Task to carry out. Scan the data below and work out how many of its lines contain the word "longer". Give only that number.
== Records for processing
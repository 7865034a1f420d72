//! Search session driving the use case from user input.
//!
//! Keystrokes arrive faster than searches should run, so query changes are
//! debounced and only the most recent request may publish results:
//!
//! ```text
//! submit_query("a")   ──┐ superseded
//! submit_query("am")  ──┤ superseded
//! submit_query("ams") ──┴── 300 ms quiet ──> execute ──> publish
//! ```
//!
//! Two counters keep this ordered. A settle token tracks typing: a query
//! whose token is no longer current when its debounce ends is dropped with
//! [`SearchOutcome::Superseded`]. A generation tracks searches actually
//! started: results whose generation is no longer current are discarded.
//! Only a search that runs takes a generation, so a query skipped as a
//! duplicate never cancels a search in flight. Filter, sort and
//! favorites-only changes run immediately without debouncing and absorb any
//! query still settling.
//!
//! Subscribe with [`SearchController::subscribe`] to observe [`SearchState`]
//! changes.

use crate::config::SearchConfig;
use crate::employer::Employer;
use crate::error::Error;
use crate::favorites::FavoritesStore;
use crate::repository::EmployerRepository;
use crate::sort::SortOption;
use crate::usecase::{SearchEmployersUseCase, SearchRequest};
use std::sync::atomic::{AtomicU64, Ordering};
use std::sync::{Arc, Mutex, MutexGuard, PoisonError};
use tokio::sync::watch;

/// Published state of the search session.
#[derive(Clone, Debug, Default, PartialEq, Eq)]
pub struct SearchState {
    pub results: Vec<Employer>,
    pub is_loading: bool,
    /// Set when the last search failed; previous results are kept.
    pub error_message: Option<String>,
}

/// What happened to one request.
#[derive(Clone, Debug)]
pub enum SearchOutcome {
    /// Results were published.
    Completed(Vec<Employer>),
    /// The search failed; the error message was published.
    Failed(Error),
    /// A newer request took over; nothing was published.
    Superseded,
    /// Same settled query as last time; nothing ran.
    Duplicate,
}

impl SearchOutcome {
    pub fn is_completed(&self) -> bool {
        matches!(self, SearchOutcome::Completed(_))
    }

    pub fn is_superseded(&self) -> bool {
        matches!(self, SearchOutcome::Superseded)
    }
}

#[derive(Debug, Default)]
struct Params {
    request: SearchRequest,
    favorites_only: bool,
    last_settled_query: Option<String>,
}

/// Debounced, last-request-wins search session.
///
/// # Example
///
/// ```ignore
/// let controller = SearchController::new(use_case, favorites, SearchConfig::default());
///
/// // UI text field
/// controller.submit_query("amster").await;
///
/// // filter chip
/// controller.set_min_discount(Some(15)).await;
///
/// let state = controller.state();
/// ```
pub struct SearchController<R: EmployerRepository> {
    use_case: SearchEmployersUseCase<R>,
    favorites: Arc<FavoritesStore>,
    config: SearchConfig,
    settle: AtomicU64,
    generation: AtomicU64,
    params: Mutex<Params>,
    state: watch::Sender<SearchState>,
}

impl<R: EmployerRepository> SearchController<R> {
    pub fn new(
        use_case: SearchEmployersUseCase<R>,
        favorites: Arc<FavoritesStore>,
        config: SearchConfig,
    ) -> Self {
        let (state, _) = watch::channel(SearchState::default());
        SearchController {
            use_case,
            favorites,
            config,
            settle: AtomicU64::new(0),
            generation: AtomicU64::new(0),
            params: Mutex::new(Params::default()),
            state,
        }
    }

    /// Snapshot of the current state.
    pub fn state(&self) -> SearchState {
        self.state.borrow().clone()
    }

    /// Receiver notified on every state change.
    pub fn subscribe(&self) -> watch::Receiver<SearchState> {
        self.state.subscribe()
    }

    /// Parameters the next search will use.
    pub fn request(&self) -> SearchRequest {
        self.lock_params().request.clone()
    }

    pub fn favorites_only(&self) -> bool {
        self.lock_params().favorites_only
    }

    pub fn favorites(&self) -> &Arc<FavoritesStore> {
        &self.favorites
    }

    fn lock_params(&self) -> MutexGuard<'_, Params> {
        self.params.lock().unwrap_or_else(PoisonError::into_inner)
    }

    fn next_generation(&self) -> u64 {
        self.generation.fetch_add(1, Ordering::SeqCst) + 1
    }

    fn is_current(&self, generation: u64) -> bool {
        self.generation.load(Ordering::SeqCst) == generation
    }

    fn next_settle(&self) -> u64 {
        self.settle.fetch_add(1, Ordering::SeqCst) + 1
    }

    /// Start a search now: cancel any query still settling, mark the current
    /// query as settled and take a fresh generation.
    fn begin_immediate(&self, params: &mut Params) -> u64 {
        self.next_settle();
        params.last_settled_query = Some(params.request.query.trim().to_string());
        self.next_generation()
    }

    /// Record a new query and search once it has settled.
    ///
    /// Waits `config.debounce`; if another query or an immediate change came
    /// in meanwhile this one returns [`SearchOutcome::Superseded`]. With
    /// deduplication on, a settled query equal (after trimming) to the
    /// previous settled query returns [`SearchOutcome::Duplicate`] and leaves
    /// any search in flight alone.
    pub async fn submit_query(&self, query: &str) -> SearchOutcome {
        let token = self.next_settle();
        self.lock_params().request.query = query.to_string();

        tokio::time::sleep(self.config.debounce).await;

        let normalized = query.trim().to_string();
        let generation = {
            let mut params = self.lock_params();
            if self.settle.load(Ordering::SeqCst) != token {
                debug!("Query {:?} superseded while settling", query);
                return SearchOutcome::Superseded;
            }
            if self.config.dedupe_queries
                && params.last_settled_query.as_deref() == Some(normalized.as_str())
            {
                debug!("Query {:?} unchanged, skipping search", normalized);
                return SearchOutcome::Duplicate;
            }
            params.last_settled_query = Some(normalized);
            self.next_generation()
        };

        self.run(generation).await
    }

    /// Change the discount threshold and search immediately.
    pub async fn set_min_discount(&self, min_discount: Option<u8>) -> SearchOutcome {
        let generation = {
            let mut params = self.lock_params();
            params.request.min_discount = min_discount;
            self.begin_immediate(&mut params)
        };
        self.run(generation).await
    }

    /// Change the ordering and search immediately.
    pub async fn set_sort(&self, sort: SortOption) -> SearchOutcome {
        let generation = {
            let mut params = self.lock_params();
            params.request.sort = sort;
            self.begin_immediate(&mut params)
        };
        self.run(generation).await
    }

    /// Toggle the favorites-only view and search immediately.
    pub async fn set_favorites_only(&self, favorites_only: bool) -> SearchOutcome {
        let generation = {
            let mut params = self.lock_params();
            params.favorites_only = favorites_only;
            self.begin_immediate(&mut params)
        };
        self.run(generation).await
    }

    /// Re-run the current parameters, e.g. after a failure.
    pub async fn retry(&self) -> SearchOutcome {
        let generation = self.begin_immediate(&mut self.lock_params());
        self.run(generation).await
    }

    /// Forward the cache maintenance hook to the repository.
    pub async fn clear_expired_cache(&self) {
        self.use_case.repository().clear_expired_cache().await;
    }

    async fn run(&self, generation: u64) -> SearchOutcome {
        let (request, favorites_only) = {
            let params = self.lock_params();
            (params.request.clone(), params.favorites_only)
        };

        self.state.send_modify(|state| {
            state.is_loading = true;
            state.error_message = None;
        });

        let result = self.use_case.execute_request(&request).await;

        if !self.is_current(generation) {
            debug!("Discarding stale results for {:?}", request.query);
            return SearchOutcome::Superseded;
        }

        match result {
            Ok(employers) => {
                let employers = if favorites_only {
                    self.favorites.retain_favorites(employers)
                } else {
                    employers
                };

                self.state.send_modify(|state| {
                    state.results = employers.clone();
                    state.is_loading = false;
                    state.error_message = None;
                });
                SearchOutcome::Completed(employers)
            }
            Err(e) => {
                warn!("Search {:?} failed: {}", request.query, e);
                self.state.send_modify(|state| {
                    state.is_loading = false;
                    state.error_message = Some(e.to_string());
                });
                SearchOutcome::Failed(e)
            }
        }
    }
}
====
Answer area. 2